• [TASK]: One number alone answers this: the count of lines below in which the word "export" is found.

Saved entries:
:::::

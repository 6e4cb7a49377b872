/*!
 * 速率限制中间件
 *
 * 固定窗口计数。已登录请求按账号计数，匿名请求按客户端 IP 计数，
 * 同一前缀共用一组计数。
 *
 * ```rust,ignore
 * web::resource("/login")
 *     .wrap(RateLimit::login())
 *     .route(web::post().to(login))
 * ```
 *
 * 放行的响应带 `X-RateLimit-Limit` / `X-RateLimit-Remaining` / `X-RateLimit-Reset`，
 * 超限返回 429 并带 `Retry-After`。
 */

use actix_service::{Service, Transform};
use actix_web::{
    Error, HttpMessage, HttpResponse,
    body::EitherBody,
    dev::{ServiceRequest, ServiceResponse},
    http::StatusCode,
    http::header::{CONTENT_TYPE, HeaderName, HeaderValue},
};
use futures_util::future::{LocalBoxFuture, Ready, ready};
use moka::future::Cache;
use once_cell::sync::Lazy;
use std::net::IpAddr;
use std::rc::Rc;
use std::time::Duration;
use tracing::warn;

use crate::models::users::entities::User;
use crate::models::{ApiResponse, ErrorCode};

const MAX_WINDOW_SECS: u64 = 3600;

const LIMIT_HEADER: HeaderName = HeaderName::from_static("x-ratelimit-limit");
const REMAINING_HEADER: HeaderName = HeaderName::from_static("x-ratelimit-remaining");
const RESET_HEADER: HeaderName = HeaderName::from_static("x-ratelimit-reset");

/// 键: 前缀:标识:窗口序号
static WINDOW_COUNTERS: Lazy<Cache<String, u32>> = Lazy::new(|| {
    Cache::builder()
        .time_to_live(Duration::from_secs(MAX_WINDOW_SECS))
        .max_capacity(100_000)
        .build()
});

#[derive(Clone)]
pub struct RateLimit {
    max_requests: u32,
    window_secs: u64,
    key_prefix: String,
}

impl RateLimit {
    /// 每 `window_secs` 秒最多 `max_requests` 次，窗口限制在 1..=3600 秒
    pub fn new(max_requests: u32, window_secs: u64) -> Self {
        Self {
            max_requests,
            window_secs: window_secs.clamp(1, MAX_WINDOW_SECS),
            key_prefix: String::new(),
        }
    }

    pub fn with_prefix(mut self, prefix: &str) -> Self {
        self.key_prefix = prefix.to_string();
        self
    }

    /// 5 次/分钟
    pub fn login() -> Self {
        Self::new(5, 60).with_prefix("login")
    }

    /// 10 次/分钟
    pub fn refresh_token() -> Self {
        Self::new(10, 60).with_prefix("refresh")
    }

    /// 10 次/分钟，每次都会请求外部模型
    pub fn suggestions() -> Self {
        Self::new(10, 60).with_prefix("suggestions")
    }

    /// 20 次/分钟
    pub fn export() -> Self {
        Self::new(20, 60).with_prefix("export")
    }

    fn bucket_key(key_prefix: &str, identifier: &str, window_secs: u64, now_secs: u64) -> String {
        let bucket = now_secs / window_secs;
        if key_prefix.is_empty() {
            format!("{identifier}:{bucket}")
        } else {
            format!("{key_prefix}:{identifier}:{bucket}")
        }
    }
}

/// 一次计数后的窗口状态
#[derive(Debug, Clone, Copy, PartialEq, Eq)]
struct WindowState {
    limit: u32,
    count: u32,
    reset_secs: u64,
}

impl WindowState {
    fn exceeded(&self) -> bool {
        self.count > self.limit
    }

    fn remaining(&self) -> u32 {
        self.limit.saturating_sub(self.count)
    }

    fn apply_headers(&self, headers: &mut actix_web::http::header::HeaderMap) {
        headers.insert(LIMIT_HEADER, HeaderValue::from(self.limit));
        headers.insert(REMAINING_HEADER, HeaderValue::from(self.remaining()));
        headers.insert(RESET_HEADER, HeaderValue::from(self.reset_secs));
    }
}

/// 优先使用连接上的地址，其次是代理头。
/// 直接暴露在不可信网络时代理头可以伪造。
fn client_ip(req: &ServiceRequest) -> String {
    let peer = req
        .connection_info()
        .realip_remote_addr()
        .map(str::to_string);
    if let Some(ip) = peer.as_deref()
        && ip.parse::<IpAddr>().is_ok()
    {
        return ip.to_string();
    }

    let forwarded = req
        .headers()
        .get("X-Forwarded-For")
        .and_then(|v| v.to_str().ok())
        .and_then(|v| v.split(',').next());
    let real_ip = req
        .headers()
        .get("X-Real-IP")
        .and_then(|v| v.to_str().ok());

    [forwarded, real_ip]
        .into_iter()
        .flatten()
        .map(str::trim)
        .find(|ip| ip.parse::<IpAddr>().is_ok())
        .map(str::to_string)
        .or(peer)
        .unwrap_or_else(|| "unknown".to_string())
}

fn client_identifier(req: &ServiceRequest) -> String {
    match req.extensions().get::<User>() {
        Some(user) => format!("user:{}", user.id),
        None => format!("ip:{}", client_ip(req)),
    }
}

fn too_many_requests(state: &WindowState) -> HttpResponse {
    let mut response = HttpResponse::build(StatusCode::TOO_MANY_REQUESTS)
        .insert_header((CONTENT_TYPE, "application/json; charset=utf-8"))
        .insert_header(("Retry-After", state.reset_secs.to_string()))
        .json(ApiResponse::<()>::error_empty(
            ErrorCode::RateLimitExceeded,
            "Too many requests, please try again later",
        ));
    state.apply_headers(response.headers_mut());
    response
}

impl<S, B> Transform<S, ServiceRequest> for RateLimit
where
    S: Service<ServiceRequest, Response = ServiceResponse<B>, Error = Error> + 'static,
    B: 'static,
{
    type Response = ServiceResponse<EitherBody<B>>;
    type Error = Error;
    type InitError = ();
    type Transform = RateLimitMiddleware<S>;
    type Future = Ready<Result<Self::Transform, Self::InitError>>;

    fn new_transform(&self, service: S) -> Self::Future {
        ready(Ok(RateLimitMiddleware {
            service: Rc::new(service),
            limit: self.clone(),
        }))
    }
}

pub struct RateLimitMiddleware<S> {
    service: Rc<S>,
    limit: RateLimit,
}

impl<S, B> Service<ServiceRequest> for RateLimitMiddleware<S>
where
    S: Service<ServiceRequest, Response = ServiceResponse<B>, Error = Error> + 'static,
    B: 'static,
{
    type Response = ServiceResponse<EitherBody<B>>;
    type Error = Error;
    type Future = LocalBoxFuture<'static, Result<Self::Response, Self::Error>>;

    fn poll_ready(
        &self,
        ctx: &mut std::task::Context<'_>,
    ) -> std::task::Poll<Result<(), Self::Error>> {
        self.service.poll_ready(ctx)
    }

    fn call(&self, req: ServiceRequest) -> Self::Future {
        let srv = self.service.clone();
        let limit = self.limit.clone();

        Box::pin(async move {
            let identifier = client_identifier(&req);
            let now_secs = chrono::Utc::now().timestamp().max(0) as u64;
            let key = RateLimit::bucket_key(&limit.key_prefix, &identifier, limit.window_secs, now_secs);

            // 原子自增
            let count = WINDOW_COUNTERS
                .entry(key.clone())
                .and_upsert_with(|current| {
                    let next = current.map_or(1, |entry| entry.into_value().saturating_add(1));
                    std::future::ready(next)
                })
                .await
                .into_value();

            let state = WindowState {
                limit: limit.max_requests,
                count,
                reset_secs: limit.window_secs - now_secs % limit.window_secs,
            };

            if state.exceeded() {
                warn!(
                    "Rate limit exceeded for {} ({}/{})",
                    key, state.count, state.limit
                );
                return Ok(req.into_response(too_many_requests(&state).map_into_right_body()));
            }

            let mut res = srv.call(req).await?;
            state.apply_headers(res.headers_mut());
            Ok(res.map_into_left_body())
        })
    }
}

#[cfg(test)]
mod tests {
    use super::*;

    #[test]
    fn test_rate_limit_presets() {
        let login = RateLimit::login();
        assert_eq!(login.max_requests, 5);
        assert_eq!(login.window_secs, 60);
        assert_eq!(login.key_prefix, "login");

        let suggestions = RateLimit::suggestions();
        assert_eq!(suggestions.max_requests, 10);
        assert_eq!(suggestions.key_prefix, "suggestions");

        assert_eq!(RateLimit::new(1, 0).window_secs, 1);
    }

    #[test]
    fn test_bucket_key_rolls_over_with_window() {
        let a = RateLimit::bucket_key("login", "ip:10.0.0.1", 60, 120);
        let b = RateLimit::bucket_key("login", "ip:10.0.0.1", 60, 179);
        let c = RateLimit::bucket_key("login", "ip:10.0.0.1", 60, 180);

        assert_eq!(a, "login:ip:10.0.0.1:2");
        assert_eq!(a, b);
        assert_ne!(b, c);
        assert_eq!(RateLimit::bucket_key("", "user:3", 60, 0), "user:3:0");
    }

    #[test]
    fn test_window_state() {
        let last_allowed = WindowState {
            limit: 5,
            count: 5,
            reset_secs: 12,
        };
        assert!(!last_allowed.exceeded());
        assert_eq!(last_allowed.remaining(), 0);

        let over = WindowState {
            count: 6,
            ..last_allowed
        };
        assert!(over.exceeded());

        let mut headers = actix_web::http::header::HeaderMap::new();
        WindowState { count: 2, ..last_allowed }.apply_headers(&mut headers);
        assert_eq!(headers.get("x-ratelimit-remaining").unwrap().to_str().unwrap(), "3");
        assert_eq!(headers.get("x-ratelimit-reset").unwrap().to_str().unwrap(), "12");
    }

    #[actix_web::test]
    async fn test_middleware_rejects_after_limit() {
        use actix_web::{App, test, web};

        let app = test::init_service(
            App::new().service(
                web::resource("/ping")
                    .wrap(RateLimit::new(2, 3600).with_prefix("test-ping"))
                    .route(web::get().to(|| async { HttpResponse::Ok().finish() })),
            ),
        )
        .await;

        for expected in ["1", "0"] {
            let res = test::call_service(&app, test::TestRequest::get().uri("/ping").to_request()).await;
            assert_eq!(res.status(), StatusCode::OK);
            assert_eq!(
                res.headers().get("x-ratelimit-remaining").unwrap().to_str().unwrap(),
                expected
            );
        }

        let res = test::call_service(&app, test::TestRequest::get().uri("/ping").to_request()).await;
        assert_eq!(res.status(), StatusCode::TOO_MANY_REQUESTS);
        assert!(res.headers().contains_key("retry-after"));
    }
}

:::::

• [TASK SOLUTION]: 2